(RECORDS FOR THIS EXERCISE begins)
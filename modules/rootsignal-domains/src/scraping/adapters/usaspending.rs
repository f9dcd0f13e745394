use anyhow::Result;
use chrono::Utc;
use rootsignal_core::RawPage;

/// USAspending.gov API adapter.
///
/// Queries the USAspending API for federal awards by recipient name.
/// Returns each award as a RawPage with JSON content for LLM signal extraction.
///
/// API docs: https://api.usaspending.gov/
/// Auth: None (free, public)
/// Rate limit: 30 req/min with exponential backoff on 429
pub struct UsaSpendingAdapter {
    client: reqwest::Client,
}

impl UsaSpendingAdapter {
    pub fn new(client: reqwest::Client) -> Self {
        Self { client }
    }

    /// Fetch awards for a recipient from USAspending.
    pub async fn fetch_awards(&self, config: &serde_json::Value) -> Result<Vec<RawPage>> {
        let recipient_name = config
            .get("query_value")
            .or_else(|| config.get("recipient_name"))
            .and_then(|v| v.as_str())
            .unwrap_or_default();

        if recipient_name.is_empty() {
            return Ok(vec![]);
        }

        let date_range_start = config
            .get("date_range_start")
            .and_then(|v| v.as_str())
            .unwrap_or("2015-01-01");

        let mut pages = Vec::new();
        let mut page_num = 1;
        let page_size = 100;

        loop {
            let body = serde_json::json!({
                "filters": {
                    "recipient_search_text": [recipient_name],
                    "time_period": [{
                        "start_date": date_range_start,
                        "end_date": Utc::now().format("%Y-%m-%d").to_string()
                    }]
                },
                "fields": [
                    "Award ID", "Recipient Name", "Award Amount",
                    "Awarding Agency", "Awarding Sub Agency",
                    "Award Type", "Start Date", "End Date",
                    "Description", "generated_internal_id"
                ],
                "page": page_num,
                "limit": page_size,
                "sort": "Award Amount",
                "order": "desc"
            });

            let response = self
                .client
                .post("https://api.usaspending.gov/api/v2/search/spending_by_award/")
                .json(&body)
                .send()
                .await?;

            // Handle rate limiting
            if response.status() == reqwest::StatusCode::TOO_MANY_REQUESTS {
                tracing::warn!("USAspending rate limited, backing off");
                tokio::time::sleep(std::time::Duration::from_secs(10)).await;
                continue;
            }

            let data: serde_json::Value = response.json().await?;

            let results = data["results"].as_array();
            let result_count = results.map(|r| r.len()).unwrap_or(0);

            if let Some(results) = results {
                for award in results {
                    let award_id = award["Award ID"].as_str().unwrap_or("unknown");
                    let internal_id = award["generated_internal_id"].as_str().unwrap_or(award_id);

                    let url = format!("https://www.usaspending.gov/award/{}", internal_id);

                    let content = serde_json::to_string_pretty(award)?;

                    let page = RawPage::new(&url, &content)
                        .with_title(format!("USAspending Award: {}", award_id))
                        .with_content_type("application/json")
                        .with_metadata("source", serde_json::Value::String("usaspending".into()))
                        .with_metadata("award_id", serde_json::Value::String(award_id.into()));

                    pages.push(page);
                }
            }

            // Stop if we got less than a full page
            if result_count < page_size {
                break;
            }

            page_num += 1;

            // Safety limit: don't fetch more than 10 pages (1000 awards)
            if page_num > 10 {
                tracing::info!("USAspending: hit 10-page limit, stopping pagination");
                break;
            }

            // Rate limit: ~2 req/sec
            tokio::time::sleep(std::time::Duration::from_millis(500)).await;
        }

        tracing::info!(
            recipient = recipient_name,
            awards = pages.len(),
            "USAspending fetch complete"
        );

        Ok(pages)
    }
}
use std::path::PathBuf;

use anyhow::Result;
use chrono::Utc;
use serde::Serialize;
use tracing::{info, warn};

/// Root data directory, controlled by `DATA_DIR` env var (default: `"data"`).
fn data_dir() -> PathBuf {
    PathBuf::from(std::env::var("DATA_DIR").unwrap_or_else(|_| "data".to_string()))
}

use super::batch_review::{BatchReviewOutput, RunAnalysis, SignalForReview, Verdict};

// =============================================================================
// Data dump
// =============================================================================

#[derive(Debug, Serialize)]
pub struct SupervisorReport {
    pub region: String,
    pub run_date: String,
    pub scout_run_id: String,
    pub signals_reviewed: u64,
    pub signals_passed: u64,
    pub signals_rejected: u64,
    pub signals: Vec<SignalForReview>,
    pub verdicts: Vec<Verdict>,
    pub run_analysis: Option<RunAnalysis>,
}

/// Save the supervisor report as JSON. Returns the file path.
pub fn save_report(region_slug: &str, output: &BatchReviewOutput) -> Result<PathBuf> {
    let scout_run_id = output
        .reviewed_signals
        .first()
        .map(|s| s.scout_run_id.as_str())
        .unwrap_or("unknown");

    let date = Utc::now().format("%Y-%m-%d").to_string();
    let dir = data_dir().join("supervisor-reports").join(region_slug);
    std::fs::create_dir_all(&dir)?;

    let path = dir.join(format!("{date}-{scout_run_id}.json"));

    let report = SupervisorReport {
        region: region_slug.to_string(),
        run_date: date,
        scout_run_id: scout_run_id.to_string(),
        signals_reviewed: output.signals_reviewed,
        signals_passed: output.signals_passed,
        signals_rejected: output.signals_rejected,
        signals: output.reviewed_signals.clone(),
        verdicts: output.verdicts.clone(),
        run_analysis: output.run_analysis.clone(),
    };

    std::fs::write(&path, serde_json::to_string_pretty(&report)?)?;
    info!(path = %path.display(), "Supervisor report saved");

    Ok(path)
}

// =============================================================================
// GitHub issue
// =============================================================================

/// Create a GitHub issue with the supervisor analysis.
/// Uses `gh issue create` CLI. Returns the issue URL on success.
pub fn create_github_issue(
    region_slug: &str,
    output: &BatchReviewOutput,
    report_path: &std::path::Path,
) -> Result<Option<String>> {
    let analysis = match &output.run_analysis {
        Some(a) => a,
        None => {
            info!("No run_analysis, skipping GitHub issue creation");
            return Ok(None);
        }
    };

    let title = format!(
        "supervisor({}): {}",
        region_slug,
        truncate(&analysis.pattern_summary, 60)
    );

    // Build rejection table
    let rejections: Vec<&Verdict> = output
        .verdicts
        .iter()
        .filter(|v| v.decision == "reject")
        .collect();

    let mut table_rows = String::new();
    for v in &rejections {
        let signal = output
            .reviewed_signals
            .iter()
            .find(|s| s.id == v.signal_id);
        let title_col = signal.map(|s| s.title.as_str()).unwrap_or("?");
        let type_col = signal.map(|s| s.signal_type.as_str()).unwrap_or("?");
        let module_col = signal.map(|s| s.created_by.as_str()).unwrap_or("?");
        let source_col = signal
            .map(|s| truncate(&s.source_url, 40))
            .unwrap_or_else(|| "?".to_string());
        let reason = v.rejection_reason.as_deref().unwrap_or("?");

        table_rows.push_str(&format!(
            "| {} | {} | {} | {} | {} |\n",
            truncate(title_col, 30),
            type_col,
            module_col,
            source_col,
            reason,
        ));
    }

    let body = format!(
        r#"## Supervisor Report: {region} — {date}

### Summary
{pattern}

### Analysis
- **Suspected module:** `{module}`
- **Root cause:** {root_cause}
- **Suggested fix:** {fix}

### Rejection Details ({count} signals)
| Signal | Type | Created By | Source | Reason |
|--------|------|------------|--------|--------|
{table}
### Data
Full signal data dump: `{report_path}`

### How to Investigate
1. Read the data dump to see the actual signals
2. Check `modules/rootsignal-scout/src/{module}.rs`
3. Look for the pattern described in "Root cause"
4. Run `cargo run --bin scout -- {region}` to reproduce
5. Run `cargo run --bin supervisor -- {region}` to verify fix"#,
        region = region_slug,
        date = Utc::now().format("%Y-%m-%d"),
        pattern = analysis.pattern_summary,
        module = analysis.suspected_module,
        root_cause = analysis.root_cause_hypothesis,
        fix = analysis.suggested_fix,
        count = rejections.len(),
        table = table_rows,
        report_path = report_path.display(),
    );

    // Shell out to gh CLI
    match std::process::Command::new("gh")
        .args(["issue", "create", "--title", &title, "--body", &body, "--label", "supervisor"])
        .output()
    {
        Ok(result) => {
            if result.status.success() {
                let url = String::from_utf8_lossy(&result.stdout).trim().to_string();
                info!(url = url.as_str(), "GitHub issue created");
                Ok(Some(url))
            } else {
                let stderr = String::from_utf8_lossy(&result.stderr);
                warn!(stderr = stderr.as_ref(), "gh issue create failed");
                Ok(None)
            }
        }
        Err(e) => {
            warn!(error = %e, "gh CLI not available, skipping issue creation");
            Ok(None)
        }
    }
}

fn truncate(s: &str, max: usize) -> String {
    if s.len() <= max {
        s.to_string()
    } else {
        format!("{}…", &s[..max - 1])
    }
}
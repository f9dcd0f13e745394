pub mod mutations;
pub mod types;

use async_graphql::connection::*;
use async_graphql::*;
use chrono::{DateTime, Utc};
use uuid::Uuid;

use crate::graphql::context::Locale;
use crate::graphql::error;
use types::{GqlListing, GqlListingEdgeData};

#[derive(Default)]
pub struct ListingQuery;

#[Object]
impl ListingQuery {
    /// Fetch a single listing by ID.
    async fn listing(&self, ctx: &Context<'_>, id: Uuid) -> Result<GqlListing> {
        tracing::info!(id = %id, "graphql.listing");
        let pool = ctx.data_unchecked::<sqlx::PgPool>();
        let listing = rootsignal_domains::listings::Listing::find_by_id(id, pool)
            .await
            .map_err(|_| error::not_found(format!("listing {id}")))?;
        Ok(GqlListing::from(listing))
    }

    /// Paginated listing connection with optional filters.
    /// When `zipCode` and `radiusMiles` are provided, results are sorted by distance
    /// and edge data includes `distanceMiles`, `zipCode`, and `locationCity`.
    #[graphql(complexity = "first.unwrap_or(20) as usize * child_complexity + 1")]
    async fn listings(
        &self,
        ctx: &Context<'_>,
        after: Option<String>,
        first: Option<i32>,
        // Filters
        signal_domain: Option<String>,
        audience_role: Option<String>,
        category: Option<String>,
        listing_type: Option<String>,
        urgency: Option<String>,
        confidence: Option<String>,
        capacity_status: Option<String>,
        // Geo
        zip_code: Option<String>,
        radius_miles: Option<f64>,
        // Temporal
        since: Option<DateTime<Utc>>,
    ) -> Result<Connection<String, GqlListing, EmptyFields, GqlListingEdgeData>> {
        tracing::info!(first = ?first, zip_code = ?zip_code, "graphql.listings");
        let pool = ctx.data_unchecked::<sqlx::PgPool>();
        let _locale = ctx.data_unchecked::<Locale>();

        let tag_filters: Vec<(&str, Option<String>)> = vec![
            ("signal_domain", signal_domain),
            ("audience_role", audience_role),
            ("category", category),
            ("listing_type", listing_type),
            ("urgency", urgency),
            ("confidence", confidence),
            ("capacity_status", capacity_status),
        ];

        if let Some(zip) = zip_code {
            // Geo path: query with haversine distance, sorted by distance
            let radius = radius_miles.unwrap_or(25.0).min(100.0);
            query_geo(pool, zip, radius, &tag_filters, since, after, first).await
        } else {
            // Standard path: keyset pagination by (created_at, id)
            query_standard(pool, &tag_filters, since, after, first).await
        }
    }
}

/// Standard listing query with keyset pagination by (created_at, id).
async fn query_standard(
    pool: &sqlx::PgPool,
    tag_filters: &[(&str, Option<String>)],
    since: Option<DateTime<Utc>>,
    after: Option<String>,
    first: Option<i32>,
) -> Result<Connection<String, GqlListing, EmptyFields, GqlListingEdgeData>> {
    query(
        after,
        None::<String>,
        first,
        None::<i32>,
        |after: Option<String>, _before, first, _last| async move {
            let limit = first.unwrap_or(20).min(100) as i64;

            let (after_created_at, after_id) = if let Some(cursor) = &after {
                decode_cursor(cursor)?
            } else {
                (None, None)
            };

            let mut qb = sqlx::QueryBuilder::new(
                "SELECT * FROM listings WHERE status = 'active' AND (expires_at IS NULL OR expires_at > NOW()) ",
            );

            if let (Some(ca), Some(ai)) = (&after_created_at, &after_id) {
                qb.push("AND (created_at, id) < (");
                qb.push_bind(*ca);
                qb.push(", ");
                qb.push_bind(*ai);
                qb.push(") ");
            }

            push_tag_filters(&mut qb, tag_filters, "listings");
            push_temporal_filter(&mut qb, &since);

            qb.push("ORDER BY created_at DESC, id DESC ");
            qb.push("LIMIT ");
            qb.push_bind(limit + 1);

            let rows = qb
                .build_query_as::<rootsignal_domains::listings::Listing>()
                .fetch_all(pool)
                .await
                .map_err(|e| error::internal(e))?;

            let has_next = rows.len() as i64 > limit;
            let has_prev = after.is_some();
            let nodes: Vec<_> = rows.into_iter().take(limit as usize).collect();

            let mut connection =
                Connection::with_additional_fields(has_prev, has_next, EmptyFields);
            connection.edges.extend(nodes.into_iter().map(|n| {
                let cursor = encode_cursor(&n.created_at, &n.id);
                Edge::with_additional_fields(
                    cursor,
                    GqlListing::from(n),
                    GqlListingEdgeData::empty(),
                )
            }));

            Ok::<_, async_graphql::Error>(connection)
        },
    )
    .await
}

/// Row returned by the geo query — raw listing fields plus distance metadata.
#[derive(sqlx::FromRow)]
struct ListingWithGeo {
    // Listing fields
    id: Uuid,
    title: String,
    description: Option<String>,
    status: String,
    entity_id: Option<Uuid>,
    service_id: Option<Uuid>,
    source_url: Option<String>,
    location_text: Option<String>,
    in_language: String,
    expires_at: Option<DateTime<Utc>>,
    freshness_score: f32,
    relevance_score: Option<i32>,
    created_at: DateTime<Utc>,
    updated_at: DateTime<Utc>,
    // Geo fields
    distance_miles: f64,
    nearest_zip: Option<String>,
    nearest_city: Option<String>,
}

impl From<ListingWithGeo> for (GqlListing, GqlListingEdgeData) {
    fn from(r: ListingWithGeo) -> Self {
        let listing = GqlListing {
            id: r.id,
            title: r.title,
            description: r.description,
            status: r.status,
            entity_id: r.entity_id,
            service_id: r.service_id,
            source_url: r.source_url,
            location_text: r.location_text,
            in_language: r.in_language,
            expires_at: r.expires_at,
            freshness_score: r.freshness_score,
            relevance_score: r.relevance_score,
            created_at: r.created_at,
            updated_at: r.updated_at,
        };
        let edge = GqlListingEdgeData {
            distance_miles: Some(r.distance_miles),
            zip_code: r.nearest_zip,
            location_city: r.nearest_city,
        };
        (listing, edge)
    }
}

/// Geo listing query with haversine distance, sorted by distance.
async fn query_geo(
    pool: &sqlx::PgPool,
    zip: String,
    radius: f64,
    tag_filters: &[(&str, Option<String>)],
    since: Option<DateTime<Utc>>,
    after: Option<String>,
    first: Option<i32>,
) -> Result<Connection<String, GqlListing, EmptyFields, GqlListingEdgeData>> {
    query(
        after,
        None::<String>,
        first,
        None::<i32>,
        |after: Option<String>, _before, first, _last| async move {
            let limit = first.unwrap_or(20).min(100) as i64;
            let lat_delta = radius / 69.0;

            // Decode geo cursor: "distance|uuid"
            let (after_distance, after_id) = if let Some(cursor) = &after {
                decode_geo_cursor(cursor)?
            } else {
                (None, None)
            };

            let mut qb = sqlx::QueryBuilder::new(
                "WITH center AS (SELECT latitude, longitude FROM zip_codes WHERE zip_code = ",
            );
            qb.push_bind(&zip);
            qb.push(
                r#")
                SELECT
                    l.id, l.title, l.description, l.status,
                    l.entity_id, l.service_id, l.source_url, l.location_text,
                    l.in_language, l.expires_at, l.freshness_score, l.relevance_score,
                    l.created_at, l.updated_at,
                    MIN(haversine_distance(center.latitude, center.longitude, loc.latitude, loc.longitude)) as distance_miles,
                    loc.postal_code as nearest_zip,
                    loc.address_locality as nearest_city
                FROM listings l
                CROSS JOIN center
                JOIN locationables la ON la.locatable_type = 'listing' AND la.locatable_id = l.id
                JOIN locations loc ON loc.id = la.location_id
                WHERE l.status = 'active'
                  AND (l.expires_at IS NULL OR l.expires_at > NOW())
                  AND loc.latitude IS NOT NULL
                  AND loc.latitude BETWEEN center.latitude - "#,
            );
            qb.push_bind(lat_delta);
            qb.push(" AND center.latitude + ");
            qb.push_bind(lat_delta);
            qb.push(" AND loc.longitude BETWEEN center.longitude - (");
            qb.push_bind(radius);
            qb.push(" / (69.0 * cos(radians(center.latitude)))) AND center.longitude + (");
            qb.push_bind(radius);
            qb.push(" / (69.0 * cos(radians(center.latitude)))) ");

            push_tag_filters(&mut qb, tag_filters, "l");
            push_temporal_filter_prefixed(&mut qb, &since, "l.");

            qb.push(
                "GROUP BY l.id, l.title, l.description, l.status, l.entity_id, l.service_id, \
                 l.source_url, l.location_text, l.in_language, l.expires_at, l.freshness_score, \
                 l.relevance_score, l.created_at, l.updated_at, loc.postal_code, loc.address_locality ",
            );
            qb.push("HAVING MIN(haversine_distance(center.latitude, center.longitude, loc.latitude, loc.longitude)) <= ");
            qb.push_bind(radius);
            qb.push(" ");

            // Geo cursor condition (filter after grouping)
            if let (Some(dist), Some(aid)) = (&after_distance, &after_id) {
                qb.push("AND (MIN(haversine_distance(center.latitude, center.longitude, loc.latitude, loc.longitude)), l.id) > (");
                qb.push_bind(*dist);
                qb.push(", ");
                qb.push_bind(*aid);
                qb.push(") ");
            }

            qb.push("ORDER BY distance_miles ASC, l.id ASC ");
            qb.push("LIMIT ");
            qb.push_bind(limit + 1);

            let rows = qb
                .build_query_as::<ListingWithGeo>()
                .fetch_all(pool)
                .await
                .map_err(|e| error::internal(e))?;

            let has_next = rows.len() as i64 > limit;
            let has_prev = after.is_some();
            let nodes: Vec<_> = rows.into_iter().take(limit as usize).collect();

            let mut connection =
                Connection::with_additional_fields(has_prev, has_next, EmptyFields);
            connection.edges.extend(nodes.into_iter().map(|r| {
                let (listing, edge) = <(GqlListing, GqlListingEdgeData)>::from(r);
                let cursor = encode_geo_cursor(edge.distance_miles.unwrap_or(0.0), &listing.id);
                Edge::with_additional_fields(cursor, listing, edge)
            }));

            Ok::<_, async_graphql::Error>(connection)
        },
    )
    .await
}

// ── Helpers ──────────────────────────────────────────────────────────────────

fn push_tag_filters<'a>(
    qb: &mut sqlx::QueryBuilder<'a, sqlx::Postgres>,
    filters: &[(&'a str, Option<String>)],
    table_alias: &str,
) {
    for (kind, value) in filters {
        if let Some(val) = value {
            qb.push(format!(
                "AND EXISTS (SELECT 1 FROM taggables tg JOIN tags t ON t.id = tg.tag_id \
                 WHERE tg.taggable_type = 'listing' AND tg.taggable_id = {table_alias}.id AND t.kind = "
            ));
            qb.push_bind(*kind);
            qb.push(" AND t.value = ");
            qb.push_bind(val.clone());
            qb.push(") ");
        }
    }
}

fn push_temporal_filter(
    qb: &mut sqlx::QueryBuilder<'_, sqlx::Postgres>,
    since: &Option<DateTime<Utc>>,
) {
    if let Some(since_dt) = since {
        qb.push("AND created_at >= ");
        qb.push_bind(*since_dt);
        qb.push(" ");
    }
}

fn push_temporal_filter_prefixed(
    qb: &mut sqlx::QueryBuilder<'_, sqlx::Postgres>,
    since: &Option<DateTime<Utc>>,
    prefix: &str,
) {
    if let Some(since_dt) = since {
        qb.push(format!("AND {prefix}created_at >= "));
        qb.push_bind(*since_dt);
        qb.push(" ");
    }
}

// ── Cursors ──────────────────────────────────────────────────────────────────

/// Encode a standard cursor: base64("created_at_rfc3339|uuid").
fn encode_cursor(created_at: &DateTime<Utc>, id: &Uuid) -> String {
    use base64::Engine;
    let raw = format!("{}|{}", created_at.to_rfc3339(), id);
    base64::engine::general_purpose::URL_SAFE_NO_PAD.encode(raw)
}

/// Decode a standard cursor.
fn decode_cursor(cursor: &str) -> Result<(Option<DateTime<Utc>>, Option<Uuid>)> {
    use base64::Engine;
    let decoded = base64::engine::general_purpose::URL_SAFE_NO_PAD
        .decode(cursor)
        .map_err(|_| error::bad_request("invalid cursor"))?;
    let s =
        String::from_utf8(decoded).map_err(|_| error::bad_request("invalid cursor encoding"))?;
    let parts: Vec<&str> = s.splitn(2, '|').collect();
    if parts.len() != 2 {
        return Err(error::bad_request("malformed cursor"));
    }
    let dt = DateTime::parse_from_rfc3339(parts[0])
        .map_err(|_| error::bad_request("invalid cursor timestamp"))?
        .with_timezone(&Utc);
    let id = parts[1]
        .parse::<Uuid>()
        .map_err(|_| error::bad_request("invalid cursor id"))?;
    Ok((Some(dt), Some(id)))
}

/// Encode a geo cursor: base64("distance|uuid").
fn encode_geo_cursor(distance: f64, id: &Uuid) -> String {
    use base64::Engine;
    let raw = format!("{}|{}", distance, id);
    base64::engine::general_purpose::URL_SAFE_NO_PAD.encode(raw)
}

/// Decode a geo cursor.
fn decode_geo_cursor(cursor: &str) -> Result<(Option<f64>, Option<Uuid>)> {
    use base64::Engine;
    let decoded = base64::engine::general_purpose::URL_SAFE_NO_PAD
        .decode(cursor)
        .map_err(|_| error::bad_request("invalid cursor"))?;
    let s =
        String::from_utf8(decoded).map_err(|_| error::bad_request("invalid cursor encoding"))?;
    let parts: Vec<&str> = s.splitn(2, '|').collect();
    if parts.len() != 2 {
        return Err(error::bad_request("malformed cursor"));
    }
    let distance: f64 = parts[0]
        .parse()
        .map_err(|_| error::bad_request("invalid cursor distance"))?;
    let id = parts[1]
        .parse::<Uuid>()
        .map_err(|_| error::bad_request("invalid cursor id"))?;
    Ok((Some(distance), Some(id)))
}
(RECORDS FOR THIS EXERCISE ends)
• PROBLEM DETAILS:
Your task is to copy every line of the entries that contains the string "kind".

• TASK RESPONSE:
    for (kind, value) in filters {
                 WHERE tg.taggable_type = 'listing' AND tg.taggable_id = {table_alias}.id AND t.kind = "
            qb.push_bind(*kind);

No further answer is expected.